В разгар представления в зале появился человек странного вида, и в зале воцарилась гробовая тишина.
Все смотрели на оборванца, дико озиравшегося по сторонам. Судя по лохмотьям, он некогда был священником.
В наступившей тишине кто-то крикнул:
– Это же Риббо, безумный поп!
Король поднялся:
– Кто знает этого человека?
– Милорд, я видел его прежде, – ответил один из гостей. – Это безумный поп из Вудстока.
Элеанора крепко стиснула руку мужа, а безумец решительно направился в центр зала и остановился прямо перед королем.
Увидев, сколь жалко выглядит этот несчастный, Генрих мягко спросил:
– Что тебе нужно, друг мой?
И тогда поп громогласно возопил:
– Ты отнял мою корону! Настоящий король Англии – я!
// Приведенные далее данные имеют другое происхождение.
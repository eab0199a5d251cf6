//! Audit event entity model (PRD-09).
//!
//! The `events` table is the append-only audit sink: state transitions carry
//! their before/after status names, everything else goes in the payload.
//! No `updated_at` field (immutable records).

use plantops_core::types::{DbId, Timestamp};
use serde::{Deserialize, Serialize};
use sqlx::FromRow;

/// A single audit event row. Immutable once created.
#[derive(Debug, Clone, FromRow, Serialize)]
pub struct Event {
    pub id: DbId,
    /// Dot-separated event name, e.g. `"work_order.status_changed"`.
    pub event_type: String,
    pub subject_type: Option<String>,
    pub subject_id: Option<DbId>,
    pub actor_id: Option<DbId>,
    pub before_state: Option<String>,
    pub after_state: Option<String>,
    pub payload: serde_json::Value,
    pub created_at: Timestamp,
}

/// Filter parameters for querying events.
#[derive(Debug, Clone, Deserialize)]
pub struct EventQuery {
    pub event_type: Option<String>,
    pub subject_type: Option<String>,
    pub subject_id: Option<DbId>,
    pub actor_id: Option<DbId>,
    pub from: Option<Timestamp>,
    pub to: Option<Timestamp>,
    pub limit: Option<i64>,
    pub offset: Option<i64>,
}
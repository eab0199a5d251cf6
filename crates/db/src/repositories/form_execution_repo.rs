//! Repository for the `form_executions`, `task_responses`, and
//! `response_attachments` tables (PRD-12).

use plantops_core::types::DbId;
use sqlx::PgPool;

use crate::models::form_execution::{
    CreateFormExecution, FormExecution, RecordTaskResponse, ResponseAttachment, TaskResponse,
};
use crate::models::status::StatusId;

/// Column list for form_executions queries.
const EXECUTION_COLUMNS: &str = "id, form_version_id, work_order_id, status_id, form_snapshot, \
    started_by, started_at, completed_at, cancelled_at, created_at, updated_at";

/// Column list for task_responses queries.
const RESPONSE_COLUMNS: &str = "id, form_execution_id, task_snapshot_id, payload, outside_range, \
    is_completed, responded_by, responded_at, created_at, updated_at";

/// Column list for response_attachments queries.
const ATTACHMENT_COLUMNS: &str = "id, task_response_id, file_path, created_at";

/// Provides lifecycle and response operations for form executions.
pub struct FormExecutionRepo;

impl FormExecutionRepo {
    // ── Executions ───────────────────────────────────────────────────

    /// Insert a new execution in `pending` status with its frozen snapshot.
    pub async fn create(
        pool: &PgPool,
        input: &CreateFormExecution,
    ) -> Result<FormExecution, sqlx::Error> {
        let query = format!(
            "INSERT INTO form_executions (form_version_id, work_order_id, form_snapshot)
             VALUES ($1, $2, $3)
             RETURNING {EXECUTION_COLUMNS}"
        );
        sqlx::query_as::<_, FormExecution>(&query)
            .bind(input.form_version_id)
            .bind(input.work_order_id)
            .bind(&input.form_snapshot)
            .fetch_one(pool)
            .await
    }

    /// Find an execution by its primary key.
    pub async fn find_by_id(
        pool: &PgPool,
        id: DbId,
    ) -> Result<Option<FormExecution>, sqlx::Error> {
        let query = format!("SELECT {EXECUTION_COLUMNS} FROM form_executions WHERE id = $1");
        sqlx::query_as::<_, FormExecution>(&query)
            .bind(id)
            .fetch_optional(pool)
            .await
    }

    /// List executions of a version, newest first.
    pub async fn list_for_version(
        pool: &PgPool,
        form_version_id: DbId,
        limit: i64,
        offset: i64,
    ) -> Result<Vec<FormExecution>, sqlx::Error> {
        let query = format!(
            "SELECT {EXECUTION_COLUMNS} FROM form_executions
             WHERE form_version_id = $1
             ORDER BY created_at DESC
             LIMIT $2 OFFSET $3"
        );
        sqlx::query_as::<_, FormExecution>(&query)
            .bind(form_version_id)
            .bind(limit)
            .bind(offset)
            .fetch_all(pool)
            .await
    }

    /// Compare-and-set status transition, stamping the lifecycle columns
    /// that belong to the target status.
    ///
    /// `None` means the row was not in `expected_from` anymore; nothing was
    /// mutated. Edge legality is the caller's job (core state machine).
    pub async fn transition(
        pool: &PgPool,
        id: DbId,
        expected_from: StatusId,
        to: StatusId,
        actor: Option<DbId>,
    ) -> Result<Option<FormExecution>, sqlx::Error> {
        // Status ids: 2=InProgress, 3=Completed, 4=Cancelled.
        let query = format!(
            "UPDATE form_executions SET
                status_id = $3,
                started_by = CASE WHEN $3 = 2 THEN $4 ELSE started_by END,
                started_at = CASE WHEN $3 = 2 THEN NOW() ELSE started_at END,
                completed_at = CASE WHEN $3 = 3 THEN NOW() ELSE completed_at END,
                cancelled_at = CASE WHEN $3 = 4 THEN NOW() ELSE cancelled_at END,
                updated_at = NOW()
             WHERE id = $1 AND status_id = $2
             RETURNING {EXECUTION_COLUMNS}"
        );
        sqlx::query_as::<_, FormExecution>(&query)
            .bind(id)
            .bind(expected_from)
            .bind(to)
            .bind(actor)
            .fetch_optional(pool)
            .await
    }

    // ── Task responses ───────────────────────────────────────────────

    /// Record a response, updating in place when one already exists for the
    /// task (upsert on the `(execution, task_snapshot_id)` unique key).
    pub async fn upsert_response(
        pool: &PgPool,
        input: &RecordTaskResponse,
    ) -> Result<TaskResponse, sqlx::Error> {
        let query = format!(
            "INSERT INTO task_responses
                (form_execution_id, task_snapshot_id, payload, outside_range,
                 is_completed, responded_by, responded_at)
             VALUES ($1, $2, $3, $4, true, $5, NOW())
             ON CONFLICT (form_execution_id, task_snapshot_id) DO UPDATE SET
                payload = EXCLUDED.payload,
                outside_range = EXCLUDED.outside_range,
                responded_by = EXCLUDED.responded_by,
                responded_at = NOW(),
                updated_at = NOW()
             RETURNING {RESPONSE_COLUMNS}"
        );
        sqlx::query_as::<_, TaskResponse>(&query)
            .bind(input.form_execution_id)
            .bind(input.task_snapshot_id)
            .bind(&input.payload)
            .bind(input.outside_range)
            .bind(input.responded_by)
            .fetch_one(pool)
            .await
    }

    /// List an execution's responses ordered by task snapshot id.
    pub async fn list_responses(
        pool: &PgPool,
        form_execution_id: DbId,
    ) -> Result<Vec<TaskResponse>, sqlx::Error> {
        let query = format!(
            "SELECT {RESPONSE_COLUMNS} FROM task_responses
             WHERE form_execution_id = $1
             ORDER BY task_snapshot_id ASC"
        );
        sqlx::query_as::<_, TaskResponse>(&query)
            .bind(form_execution_id)
            .fetch_all(pool)
            .await
    }

    /// Snapshot task ids with a completed response for an execution.
    pub async fn completed_task_ids(
        pool: &PgPool,
        form_execution_id: DbId,
    ) -> Result<Vec<DbId>, sqlx::Error> {
        sqlx::query_scalar(
            "SELECT task_snapshot_id FROM task_responses
             WHERE form_execution_id = $1 AND is_completed = true
             ORDER BY task_snapshot_id ASC",
        )
        .bind(form_execution_id)
        .fetch_all(pool)
        .await
    }

    // ── Attachments ──────────────────────────────────────────────────

    /// Append an attachment path to a response.
    pub async fn add_attachment(
        pool: &PgPool,
        task_response_id: DbId,
        file_path: &str,
    ) -> Result<ResponseAttachment, sqlx::Error> {
        let query = format!(
            "INSERT INTO response_attachments (task_response_id, file_path)
             VALUES ($1, $2)
             RETURNING {ATTACHMENT_COLUMNS}"
        );
        sqlx::query_as::<_, ResponseAttachment>(&query)
            .bind(task_response_id)
            .bind(file_path)
            .fetch_one(pool)
            .await
    }

    /// Replace a response's attachment set with the given paths.
    ///
    /// Runs in a transaction: re-recording an upload response swaps the
    /// whole set rather than appending duplicates.
    pub async fn replace_attachments(
        pool: &PgPool,
        task_response_id: DbId,
        file_paths: &[String],
    ) -> Result<Vec<ResponseAttachment>, sqlx::Error> {
        let mut tx = pool.begin().await?;
        sqlx::query("DELETE FROM response_attachments WHERE task_response_id = $1")
            .bind(task_response_id)
            .execute(&mut *tx)
            .await?;
        let query = format!(
            "INSERT INTO response_attachments (task_response_id, file_path)
             VALUES ($1, $2)
             RETURNING {ATTACHMENT_COLUMNS}"
        );
        let mut attachments = Vec::with_capacity(file_paths.len());
        for path in file_paths {
            let attachment = sqlx::query_as::<_, ResponseAttachment>(&query)
                .bind(task_response_id)
                .bind(path)
                .fetch_one(&mut *tx)
                .await?;
            attachments.push(attachment);
        }
        tx.commit().await?;
        Ok(attachments)
    }

    /// List attachments for a response, oldest first.
    pub async fn list_attachments(
        pool: &PgPool,
        task_response_id: DbId,
    ) -> Result<Vec<ResponseAttachment>, sqlx::Error> {
        let query = format!(
            "SELECT {ATTACHMENT_COLUMNS} FROM response_attachments
             WHERE task_response_id = $1
             ORDER BY created_at ASC, id ASC"
        );
        sqlx::query_as::<_, ResponseAttachment>(&query)
            .bind(task_response_id)
            .fetch_all(pool)
            .await
    }
}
Верни мой венец, узурпатор!
Двое солдат бросились к попу и схватили его за руки.
– Почему ты так говоришь? – столь же мягко спросил король, всегда относившийся к убогим и обездоленным с жалостью.
Генрих не любил людей сильных и опасных, люди слабые вызывали у него сочувствие.
– Я говорю правду! Я – король Англии. Ты украл у меня корону!
– Как же так? Мой отец был королем, мой дед был королем. Я – старший сын моего отца.
– Нет, – упрямо твердил безумец. – Ты украл мою корону. Отдай! Не будет тебе счастья, пока не вернешь украденное.
– Что нам с ним делать, милорд? – спросил один из стражников.
– Повесить его! – крикнул кто-то.
– Вырвать ему язык! – раздался другой голос.
– Нет, постойте, – сказал король. – Этот несчастный не виноват. У него помрачен разум. Он не виноват в том, что судьба обошлась с ним жестоко. Я – законный король, мне опасаться нечего, а потому будем милосердны. Уведите этого человека и отпустите на волю.
Гости зашептались, а безумца вывели из зала.
– Вы так добры, Генрих, – сказала Элеанора, сжав руку мужа. – Мало кто из государей повел бы себя столь же милосердно.
– Да, мой отец наверняка велел бы выколоть ему глаза, отрезать уши или нос. Но отец был злодеем. Он не ведал жалости. Я же хочу, чтобы все знали: хоть я и сын моего отца, но между нами нет ничего общего. Интересно, как поступили бы на моем месте великие предки? Думаю, Лев Справедливости тоже отпустил бы бедолагу – ведь тот не сделал ничего дурного.